WBBN
- Taylorsville, Mississippi; United States;
- Broadcast area: Laurel-Hattiesburg
- Frequency: 95.9 MHz
- Branding: B-95

Programming
- Language: English
- Format: Country

Ownership
- Owner: Blakeney Communications, Inc.
- Sister stations: WBBL; WKZW; WXRR;

History
- First air date: 1985
- Call sign meaning: Blakeney Broadcasting

Technical information
- Licensing authority: FCC
- Facility ID: 71207
- Class: C1
- ERP: 100,000 watts
- HAAT: 223 meters (732 ft)
- Transmitter coordinates: 31°38′03.60″N 89°28′35.20″W﻿ / ﻿31.6343333°N 89.4764444°W

Links
- Public license information: Public file; LMS;
- Webcast: Listen live
- Website: www.b95country.com

= WBBN =

Radio station in Taylorsville–Laurel–Hattiesburg, Mississippi

WBBN (95.9 FM, "B-95") is a commercial radio station licensed to the community of Taylorsville, Mississippi, United States, and serving the Laurel-Hattiesburg area. The station is owned by Blakeney Communications, Inc. It airs a country music format.

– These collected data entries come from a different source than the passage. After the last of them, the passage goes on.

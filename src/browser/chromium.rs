//! Chromium-backed [`Browser`] using chromiumoxide (CDP).
//!
//! Launches a persistent-profile Chromium so logins survive between runs, and
//! drives its first tab.

use super::{Browser, BrowserError, BrowserResult, LoadResult};
use crate::config::BrowserConfig;
use async_trait::async_trait;
use chromiumoxide::browser::{Browser as CdpBrowser, BrowserConfig as CdpBrowserConfig};
use chromiumoxide::error::CdpError;
use chromiumoxide::page::{Page, ScreenshotParams};
use futures::StreamExt;
use std::path::Path;
use std::time::{Duration, Instant};
use tokio::task::JoinHandle;
use tracing::{debug, info};

/// Waits for every incomplete `<img>` to load or error, bounded by a deadline.
const WAIT_FOR_IMAGES_JS: &str = r#"
(() => {
    const timeout = __TIMEOUT__;
    const start = Date.now();
    return Promise.all(
        Array.from(document.images)
            .filter(img => !img.complete)
            .map(img => new Promise(resolve => {
                const check = () => {
                    if (img.complete || Date.now() - start > timeout) {
                        resolve();
                    } else {
                        setTimeout(check, 100);
                    }
                };
                img.onload = img.onerror = resolve;
                check();
            }))
    ).then(() => true);
})()
"#;

/// Collects visible elements whose own text contains the trigger.
const VISIBLE_TRIGGERS_JS: &str = r#"
(() => {
    const needle = __TRIGGER__;
    const visible = el => {
        const style = window.getComputedStyle(el);
        const rect = el.getBoundingClientRect();
        return style.visibility !== 'hidden' && style.display !== 'none'
            && rect.width > 0 && rect.height > 0;
    };
    const all = Array.from(document.querySelectorAll('a, button, span, div'))
        .filter(el => el.textContent && el.textContent.includes(needle))
        .filter(el => !Array.from(el.children).some(c => c.textContent.includes(needle)))
        .filter(visible);
    __ACTION__
})()
"#;

/// Chromium browser session.
pub struct ChromiumBrowser {
    browser: CdpBrowser,
    page: Page,
    handler: JoinHandle<()>,
    closed: bool,
}

impl ChromiumBrowser {
    /// Launch Chromium with a persistent profile under `output_dir`.
    pub async fn launch(config: &BrowserConfig, output_dir: &Path) -> BrowserResult<Self> {
        let profile_dir = output_dir.join(&config.profile_dir);
        std::fs::create_dir_all(&profile_dir)
            .map_err(|e| BrowserError::Launch(format!("profile dir: {e}")))?;

        info!(
            "Launching browser (headless={}, profile={})",
            config.headless,
            profile_dir.display()
        );

        let mut builder = CdpBrowserConfig::builder()
            .user_data_dir(profile_dir)
            .window_size(config.viewport_width, config.viewport_height)
            .arg("--disable-blink-features=AutomationControlled")
            .arg("--no-first-run")
            .arg("--no-default-browser-check");

        if !config.headless {
            builder = builder.with_head();
        }

        let cdp_config = builder
            .build()
            .map_err(|e| BrowserError::Launch(format!("failed to build browser config: {e}")))?;

        let (browser, mut handler) = CdpBrowser::launch(cdp_config)
            .await
            .map_err(|e| BrowserError::Launch(e.to_string()))?;

        let handler = tokio::spawn(async move {
            while let Some(event) = handler.next().await {
                if let Err(e) = event {
                    debug!("CDP handler event error: {}", e);
                }
            }
        });

        let existing = browser.pages().await.map_err(map_cdp_error)?;
        let page = match existing.into_iter().next() {
            Some(page) => page,
            None => browser
                .new_page("about:blank")
                .await
                .map_err(map_cdp_error)?,
        };

        Ok(Self {
            browser,
            page,
            handler,
            closed: false,
        })
    }

    fn ensure_open(&self) -> BrowserResult<()> {
        if self.closed {
            Err(BrowserError::SessionClosed("session already closed".to_string()))
        } else {
            Ok(())
        }
    }

    /// Records a fatal error so later calls fail fast.
    fn track<T>(&mut self, result: BrowserResult<T>) -> BrowserResult<T> {
        if let Err(e) = &result {
            if e.is_session_closed() {
                self.closed = true;
            }
        }
        result
    }

    async fn evaluate<T: serde::de::DeserializeOwned>(&mut self, script: String) -> BrowserResult<T> {
        self.ensure_open()?;
        let result = match self.page.evaluate(script).await {
            Ok(value) => value
                .into_value::<T>()
                .map_err(|e| BrowserError::Script(format!("{e:?}"))),
            Err(e) => Err(map_cdp_error(e)),
        };
        self.track(result)
    }
}

/// Maps CDP errors onto the crawler's taxonomy.
///
/// A dropped websocket or a dead command channel means the browser or its tab
/// is gone.
fn map_cdp_error(err: CdpError) -> BrowserError {
    match err {
        CdpError::Ws(_) | CdpError::ChannelSendError(_) | CdpError::NoResponse => {
            BrowserError::SessionClosed(err.to_string())
        }
        other => BrowserError::Navigation(other.to_string()),
    }
}

fn trigger_script(trigger: &str, action: &str) -> String {
    let needle = serde_json::to_string(trigger).unwrap_or_else(|_| "\"\"".to_string());
    VISIBLE_TRIGGERS_JS
        .replace("__TRIGGER__", &needle)
        .replace("__ACTION__", action)
}

#[async_trait]
impl Browser for ChromiumBrowser {
    async fn navigate(&mut self, url: &str, timeout: Duration) -> BrowserResult<LoadResult> {
        self.ensure_open()?;
        let start = Instant::now();

        let result = match tokio::time::timeout(timeout, self.page.goto(url)).await {
            Ok(Ok(_)) => Ok(()),
            Ok(Err(e)) => Err(map_cdp_error(e)),
            Err(_) => Err(BrowserError::Timeout(timeout)),
        };
        self.track(result)?;

        let final_url = self
            .page
            .url()
            .await
            .ok()
            .flatten()
            .map(|u| u.to_string())
            .unwrap_or_else(|| url.to_string());

        Ok(LoadResult {
            final_url,
            load_time_ms: start.elapsed().as_millis() as u64,
        })
    }

    async fn content(&mut self) -> BrowserResult<String> {
        self.ensure_open()?;
        let result = self.page.content().await.map_err(map_cdp_error);
        self.track(result)
    }

    async fn title(&mut self) -> BrowserResult<String> {
        self.ensure_open()?;
        let result = self
            .page
            .get_title()
            .await
            .map(|t| t.unwrap_or_default())
            .map_err(map_cdp_error);
        self.track(result)
    }

    async fn current_url(&mut self) -> BrowserResult<String> {
        self.ensure_open()?;
        let result = self
            .page
            .url()
            .await
            .map(|u| u.map(|u| u.to_string()).unwrap_or_default())
            .map_err(map_cdp_error);
        self.track(result)
    }

    async fn wait_fixed(&mut self, duration: Duration) -> BrowserResult<()> {
        self.ensure_open()?;
        tokio::time::sleep(duration).await;
        Ok(())
    }

    async fn wait_for_images(&mut self, timeout: Duration) -> BrowserResult<()> {
        let script = WAIT_FOR_IMAGES_JS.replace("__TIMEOUT__", &timeout.as_millis().to_string());
        // The script bounds itself; the outer timeout only guards a hung CDP call
        match tokio::time::timeout(timeout + Duration::from_secs(2), self.evaluate::<bool>(script))
            .await
        {
            Ok(result) => result.map(|_| ()),
            Err(_) => Err(BrowserError::Timeout(timeout)),
        }
    }

    async fn capture_full_page_image(&mut self, path: &Path) -> BrowserResult<()> {
        self.ensure_open()?;
        let params = ScreenshotParams::builder().full_page(true).build();
        let result = match self.page.save_screenshot(params, path).await {
            Ok(_) => Ok(()),
            Err(e) => match map_cdp_error(e) {
                BrowserError::Navigation(msg) => Err(BrowserError::Capture(msg)),
                other => Err(other),
            },
        };
        self.track(result)
    }

    async fn count_visible(&mut self, trigger: &str) -> BrowserResult<usize> {
        let script = trigger_script(trigger, "return all.length;");
        self.evaluate::<usize>(script).await
    }

    async fn click_visible(
        &mut self,
        trigger: &str,
        index: usize,
        timeout: Duration,
    ) -> BrowserResult<()> {
        let action = format!(
            "const el = all[{index}]; if (!el) {{ return false; }} el.click(); return true;"
        );
        let script = trigger_script(trigger, &action);

        match tokio::time::timeout(timeout, self.evaluate::<bool>(script)).await {
            Ok(Ok(true)) => Ok(()),
            Ok(Ok(false)) => Err(BrowserError::Script(format!(
                "no visible '{trigger}' element at index {index}"
            ))),
            Ok(Err(e)) => Err(e),
            Err(_) => Err(BrowserError::Timeout(timeout)),
        }
    }

    async fn close(&mut self) -> BrowserResult<()> {
        if self.closed {
            return Ok(());
        }
        self.closed = true;
        let _ = self.page.clone().close().await;
        let _ = self.browser.close().await;
        self.handler.abort();
        Ok(())
    }
}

The station was assigned the WBBN call letters by the Federal Communications Commission on August 22, 1984.

==History==
WBBN began in a mobile home near Hebron, Mississippi, in 1985 as an automated-assist station (automated equipment with live personalities) and it has built a reputation for the "most accurate news reporting" of all radio stations in the market. The station has since expanded to a more permanent structure, following its success against other competing country stations.